START Task input

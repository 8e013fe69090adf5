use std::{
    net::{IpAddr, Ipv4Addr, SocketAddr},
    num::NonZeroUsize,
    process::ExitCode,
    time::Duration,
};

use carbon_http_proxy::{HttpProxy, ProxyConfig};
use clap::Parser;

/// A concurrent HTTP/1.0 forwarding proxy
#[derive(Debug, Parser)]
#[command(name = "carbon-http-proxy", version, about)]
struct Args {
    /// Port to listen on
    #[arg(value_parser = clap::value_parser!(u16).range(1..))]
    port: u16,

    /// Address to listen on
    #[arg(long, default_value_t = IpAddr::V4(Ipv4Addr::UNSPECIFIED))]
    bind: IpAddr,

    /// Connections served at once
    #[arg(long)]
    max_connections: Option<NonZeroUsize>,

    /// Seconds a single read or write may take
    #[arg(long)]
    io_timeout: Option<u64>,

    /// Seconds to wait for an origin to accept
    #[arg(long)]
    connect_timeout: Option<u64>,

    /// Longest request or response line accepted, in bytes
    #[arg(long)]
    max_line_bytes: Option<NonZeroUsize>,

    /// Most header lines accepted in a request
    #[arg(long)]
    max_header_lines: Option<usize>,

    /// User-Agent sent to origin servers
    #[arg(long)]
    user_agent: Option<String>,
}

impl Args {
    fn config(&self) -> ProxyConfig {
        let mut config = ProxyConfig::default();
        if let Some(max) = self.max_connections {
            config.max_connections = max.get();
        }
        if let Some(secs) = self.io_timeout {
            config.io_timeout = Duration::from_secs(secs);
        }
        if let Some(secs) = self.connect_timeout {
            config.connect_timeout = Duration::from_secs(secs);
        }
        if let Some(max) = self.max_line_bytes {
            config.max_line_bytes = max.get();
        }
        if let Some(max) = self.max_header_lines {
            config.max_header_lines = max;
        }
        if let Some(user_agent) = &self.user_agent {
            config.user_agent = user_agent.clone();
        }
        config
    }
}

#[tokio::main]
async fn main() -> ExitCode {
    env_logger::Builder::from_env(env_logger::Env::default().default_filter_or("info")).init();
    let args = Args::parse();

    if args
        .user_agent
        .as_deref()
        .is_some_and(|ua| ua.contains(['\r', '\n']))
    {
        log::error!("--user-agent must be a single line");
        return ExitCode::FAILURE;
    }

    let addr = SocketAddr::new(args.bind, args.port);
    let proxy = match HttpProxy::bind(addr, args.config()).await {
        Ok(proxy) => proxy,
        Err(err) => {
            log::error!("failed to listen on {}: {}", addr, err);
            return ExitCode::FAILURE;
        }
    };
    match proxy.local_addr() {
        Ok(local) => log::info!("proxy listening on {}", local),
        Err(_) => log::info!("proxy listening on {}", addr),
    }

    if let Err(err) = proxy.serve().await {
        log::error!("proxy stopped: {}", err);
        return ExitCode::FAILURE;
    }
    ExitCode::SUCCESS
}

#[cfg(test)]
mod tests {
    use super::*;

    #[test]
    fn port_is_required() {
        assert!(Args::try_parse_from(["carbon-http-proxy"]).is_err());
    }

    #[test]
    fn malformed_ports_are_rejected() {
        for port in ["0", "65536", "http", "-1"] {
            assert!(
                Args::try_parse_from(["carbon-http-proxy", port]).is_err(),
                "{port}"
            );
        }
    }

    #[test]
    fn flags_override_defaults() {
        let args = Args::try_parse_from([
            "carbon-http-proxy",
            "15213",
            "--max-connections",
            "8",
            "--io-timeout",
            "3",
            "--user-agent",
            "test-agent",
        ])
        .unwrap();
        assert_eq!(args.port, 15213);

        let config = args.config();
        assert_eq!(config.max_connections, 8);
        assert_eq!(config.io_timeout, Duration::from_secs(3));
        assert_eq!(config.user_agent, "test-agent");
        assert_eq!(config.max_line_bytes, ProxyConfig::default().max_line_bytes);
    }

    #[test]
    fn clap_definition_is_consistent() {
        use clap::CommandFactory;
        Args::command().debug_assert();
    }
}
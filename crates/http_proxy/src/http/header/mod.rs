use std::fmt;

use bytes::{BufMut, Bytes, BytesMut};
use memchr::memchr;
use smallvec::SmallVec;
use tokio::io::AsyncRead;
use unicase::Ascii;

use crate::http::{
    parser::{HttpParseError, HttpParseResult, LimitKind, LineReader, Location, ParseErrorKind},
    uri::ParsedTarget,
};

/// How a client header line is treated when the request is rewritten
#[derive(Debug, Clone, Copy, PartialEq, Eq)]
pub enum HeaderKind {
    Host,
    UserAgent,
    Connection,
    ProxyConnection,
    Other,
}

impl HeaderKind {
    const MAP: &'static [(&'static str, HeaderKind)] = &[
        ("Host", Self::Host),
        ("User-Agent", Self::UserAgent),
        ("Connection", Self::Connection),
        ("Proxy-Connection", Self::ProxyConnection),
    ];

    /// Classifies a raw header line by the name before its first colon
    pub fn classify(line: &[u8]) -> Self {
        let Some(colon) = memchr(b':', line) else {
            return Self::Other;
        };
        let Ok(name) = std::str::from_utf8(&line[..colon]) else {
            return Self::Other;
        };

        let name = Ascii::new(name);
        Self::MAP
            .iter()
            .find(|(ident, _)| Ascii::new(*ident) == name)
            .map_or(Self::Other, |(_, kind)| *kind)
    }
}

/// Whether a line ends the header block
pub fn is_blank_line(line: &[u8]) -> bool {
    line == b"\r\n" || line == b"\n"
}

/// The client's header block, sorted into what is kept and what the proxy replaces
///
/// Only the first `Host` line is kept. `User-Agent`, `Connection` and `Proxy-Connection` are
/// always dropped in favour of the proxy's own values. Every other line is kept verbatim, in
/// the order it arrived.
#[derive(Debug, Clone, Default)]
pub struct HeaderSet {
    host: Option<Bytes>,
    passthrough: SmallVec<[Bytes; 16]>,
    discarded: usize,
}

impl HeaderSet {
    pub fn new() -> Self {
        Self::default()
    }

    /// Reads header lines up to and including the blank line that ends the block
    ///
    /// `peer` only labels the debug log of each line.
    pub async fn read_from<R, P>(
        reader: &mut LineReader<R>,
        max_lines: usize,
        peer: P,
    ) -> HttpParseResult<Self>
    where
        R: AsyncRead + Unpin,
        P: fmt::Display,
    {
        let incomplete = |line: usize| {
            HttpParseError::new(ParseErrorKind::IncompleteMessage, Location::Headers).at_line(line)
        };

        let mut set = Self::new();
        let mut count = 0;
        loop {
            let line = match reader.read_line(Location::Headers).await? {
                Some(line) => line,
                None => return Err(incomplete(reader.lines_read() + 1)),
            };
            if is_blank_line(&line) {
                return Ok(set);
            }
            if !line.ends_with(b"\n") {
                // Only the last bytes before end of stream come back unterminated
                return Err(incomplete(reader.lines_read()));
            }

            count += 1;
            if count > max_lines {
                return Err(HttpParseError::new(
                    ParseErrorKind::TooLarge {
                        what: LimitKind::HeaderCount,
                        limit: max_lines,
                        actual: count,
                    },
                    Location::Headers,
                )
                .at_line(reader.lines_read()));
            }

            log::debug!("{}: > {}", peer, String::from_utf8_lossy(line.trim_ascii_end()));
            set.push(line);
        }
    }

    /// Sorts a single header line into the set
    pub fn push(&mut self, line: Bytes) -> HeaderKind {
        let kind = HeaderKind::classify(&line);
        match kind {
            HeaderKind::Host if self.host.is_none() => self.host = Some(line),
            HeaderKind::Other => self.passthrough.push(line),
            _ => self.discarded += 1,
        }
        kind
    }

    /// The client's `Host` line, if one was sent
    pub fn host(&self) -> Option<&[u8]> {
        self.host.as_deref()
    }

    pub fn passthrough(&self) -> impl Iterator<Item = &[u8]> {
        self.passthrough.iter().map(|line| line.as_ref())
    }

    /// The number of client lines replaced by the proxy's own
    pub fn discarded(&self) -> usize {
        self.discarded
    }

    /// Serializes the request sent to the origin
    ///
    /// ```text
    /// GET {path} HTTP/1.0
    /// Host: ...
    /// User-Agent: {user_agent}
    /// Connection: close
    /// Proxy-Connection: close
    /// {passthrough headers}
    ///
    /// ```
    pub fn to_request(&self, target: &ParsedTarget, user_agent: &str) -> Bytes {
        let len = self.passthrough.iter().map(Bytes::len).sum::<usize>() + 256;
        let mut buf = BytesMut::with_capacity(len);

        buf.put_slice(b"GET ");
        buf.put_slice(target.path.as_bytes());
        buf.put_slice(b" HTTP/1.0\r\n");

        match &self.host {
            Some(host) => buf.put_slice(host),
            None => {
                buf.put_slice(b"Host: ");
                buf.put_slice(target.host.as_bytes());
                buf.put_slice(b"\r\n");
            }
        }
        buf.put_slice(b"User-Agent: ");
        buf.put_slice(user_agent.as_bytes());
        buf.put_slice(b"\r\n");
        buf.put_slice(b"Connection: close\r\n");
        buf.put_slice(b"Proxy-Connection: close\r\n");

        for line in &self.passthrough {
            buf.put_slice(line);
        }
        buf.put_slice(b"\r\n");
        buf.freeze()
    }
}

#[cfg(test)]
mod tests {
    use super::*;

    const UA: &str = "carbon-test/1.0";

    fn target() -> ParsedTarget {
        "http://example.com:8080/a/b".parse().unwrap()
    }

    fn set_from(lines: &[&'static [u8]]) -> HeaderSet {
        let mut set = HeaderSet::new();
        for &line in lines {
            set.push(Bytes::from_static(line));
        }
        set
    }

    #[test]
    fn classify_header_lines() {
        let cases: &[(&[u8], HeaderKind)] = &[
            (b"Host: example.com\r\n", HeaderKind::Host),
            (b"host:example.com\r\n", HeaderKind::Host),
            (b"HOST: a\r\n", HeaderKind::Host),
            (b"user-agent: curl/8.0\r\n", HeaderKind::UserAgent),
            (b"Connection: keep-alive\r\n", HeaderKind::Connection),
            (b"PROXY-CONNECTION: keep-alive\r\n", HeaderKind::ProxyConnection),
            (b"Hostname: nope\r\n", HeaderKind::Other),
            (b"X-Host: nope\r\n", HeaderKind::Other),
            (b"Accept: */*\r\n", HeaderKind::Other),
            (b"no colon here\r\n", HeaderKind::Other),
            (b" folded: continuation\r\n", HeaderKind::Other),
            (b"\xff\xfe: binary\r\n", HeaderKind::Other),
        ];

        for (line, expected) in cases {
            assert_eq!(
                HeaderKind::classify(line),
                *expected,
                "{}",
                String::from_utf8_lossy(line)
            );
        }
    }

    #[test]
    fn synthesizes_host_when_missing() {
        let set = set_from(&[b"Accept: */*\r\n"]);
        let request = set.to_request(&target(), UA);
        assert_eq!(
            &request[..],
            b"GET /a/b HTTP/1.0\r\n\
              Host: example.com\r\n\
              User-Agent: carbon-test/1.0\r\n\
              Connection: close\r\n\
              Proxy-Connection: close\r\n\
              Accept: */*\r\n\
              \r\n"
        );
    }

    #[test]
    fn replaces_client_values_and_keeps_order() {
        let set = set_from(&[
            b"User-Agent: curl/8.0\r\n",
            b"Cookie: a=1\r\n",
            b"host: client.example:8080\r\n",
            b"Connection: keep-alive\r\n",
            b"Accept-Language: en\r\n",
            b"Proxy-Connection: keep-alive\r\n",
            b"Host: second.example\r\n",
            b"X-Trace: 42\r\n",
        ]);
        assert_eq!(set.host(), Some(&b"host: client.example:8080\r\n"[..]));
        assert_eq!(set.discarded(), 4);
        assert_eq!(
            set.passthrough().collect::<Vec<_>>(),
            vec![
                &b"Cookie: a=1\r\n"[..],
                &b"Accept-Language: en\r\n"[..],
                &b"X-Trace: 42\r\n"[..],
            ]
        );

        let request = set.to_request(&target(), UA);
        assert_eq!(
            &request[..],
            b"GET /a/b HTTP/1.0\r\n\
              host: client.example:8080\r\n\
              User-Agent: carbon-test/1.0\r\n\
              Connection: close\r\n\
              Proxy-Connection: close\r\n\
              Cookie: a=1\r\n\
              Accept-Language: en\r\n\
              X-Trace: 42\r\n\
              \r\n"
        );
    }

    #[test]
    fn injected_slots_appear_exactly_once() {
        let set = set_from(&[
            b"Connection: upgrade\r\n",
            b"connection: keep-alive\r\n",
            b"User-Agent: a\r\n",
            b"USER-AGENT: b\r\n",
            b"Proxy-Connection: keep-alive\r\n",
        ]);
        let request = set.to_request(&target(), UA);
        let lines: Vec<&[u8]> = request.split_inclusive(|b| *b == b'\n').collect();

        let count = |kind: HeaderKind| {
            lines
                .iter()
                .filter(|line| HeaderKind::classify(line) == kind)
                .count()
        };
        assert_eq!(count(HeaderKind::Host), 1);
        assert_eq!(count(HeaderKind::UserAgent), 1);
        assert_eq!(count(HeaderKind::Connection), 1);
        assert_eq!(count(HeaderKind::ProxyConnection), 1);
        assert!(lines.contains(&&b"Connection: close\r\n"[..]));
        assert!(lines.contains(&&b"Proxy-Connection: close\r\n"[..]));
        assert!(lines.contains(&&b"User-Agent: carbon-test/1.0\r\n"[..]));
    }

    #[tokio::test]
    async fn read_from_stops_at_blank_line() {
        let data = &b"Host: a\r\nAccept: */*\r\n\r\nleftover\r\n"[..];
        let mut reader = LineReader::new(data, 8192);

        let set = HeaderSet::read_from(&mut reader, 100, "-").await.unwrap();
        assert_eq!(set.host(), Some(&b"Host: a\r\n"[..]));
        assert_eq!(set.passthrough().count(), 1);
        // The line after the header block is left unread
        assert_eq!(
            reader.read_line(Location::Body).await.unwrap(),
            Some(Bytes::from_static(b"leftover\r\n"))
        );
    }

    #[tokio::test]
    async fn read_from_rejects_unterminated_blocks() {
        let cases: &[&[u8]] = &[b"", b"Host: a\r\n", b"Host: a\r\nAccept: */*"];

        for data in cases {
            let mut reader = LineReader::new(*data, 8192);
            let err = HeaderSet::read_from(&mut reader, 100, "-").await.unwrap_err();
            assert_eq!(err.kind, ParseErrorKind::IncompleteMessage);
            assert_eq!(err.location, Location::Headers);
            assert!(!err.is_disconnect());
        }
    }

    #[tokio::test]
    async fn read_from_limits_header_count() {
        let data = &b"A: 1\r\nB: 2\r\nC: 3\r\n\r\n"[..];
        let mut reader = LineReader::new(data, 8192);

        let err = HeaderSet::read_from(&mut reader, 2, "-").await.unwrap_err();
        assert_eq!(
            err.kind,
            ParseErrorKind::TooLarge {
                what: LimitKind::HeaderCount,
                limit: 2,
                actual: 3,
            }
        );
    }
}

END Task input

# Exercise goal:
Print the records above verbatim from their first line to the line containing "config.max_line_bytes = max.get();", both included, and stop there.

# Solution to this task:
repository 8e013fe69090adf5
use std::{
    net::{IpAddr, Ipv4Addr, SocketAddr},
    num::NonZeroUsize,
    process::ExitCode,
    time::Duration,
};

use carbon_http_proxy::{HttpProxy, ProxyConfig};
use clap::Parser;

/// A concurrent HTTP/1.0 forwarding proxy
#[derive(Debug, Parser)]
#[command(name = "carbon-http-proxy", version, about)]
struct Args {
    /// Port to listen on
    #[arg(value_parser = clap::value_parser!(u16).range(1..))]
    port: u16,

    /// Address to listen on
    #[arg(long, default_value_t = IpAddr::V4(Ipv4Addr::UNSPECIFIED))]
    bind: IpAddr,

    /// Connections served at once
    #[arg(long)]
    max_connections: Option<NonZeroUsize>,

    /// Seconds a single read or write may take
    #[arg(long)]
    io_timeout: Option<u64>,

    /// Seconds to wait for an origin to accept
    #[arg(long)]
    connect_timeout: Option<u64>,

    /// Longest request or response line accepted, in bytes
    #[arg(long)]
    max_line_bytes: Option<NonZeroUsize>,

    /// Most header lines accepted in a request
    #[arg(long)]
    max_header_lines: Option<usize>,

    /// User-Agent sent to origin servers
    #[arg(long)]
    user_agent: Option<String>,
}

impl Args {
    fn config(&self) -> ProxyConfig {
        let mut config = ProxyConfig::default();
        if let Some(max) = self.max_connections {
            config.max_connections = max.get();
        }
        if let Some(secs) = self.io_timeout {
            config.io_timeout = Duration::from_secs(secs);
        }
        if let Some(secs) = self.connect_timeout {
            config.connect_timeout = Duration::from_secs(secs);
        }
        if let Some(max) = self.max_line_bytes {
            config.max_line_bytes = max.get();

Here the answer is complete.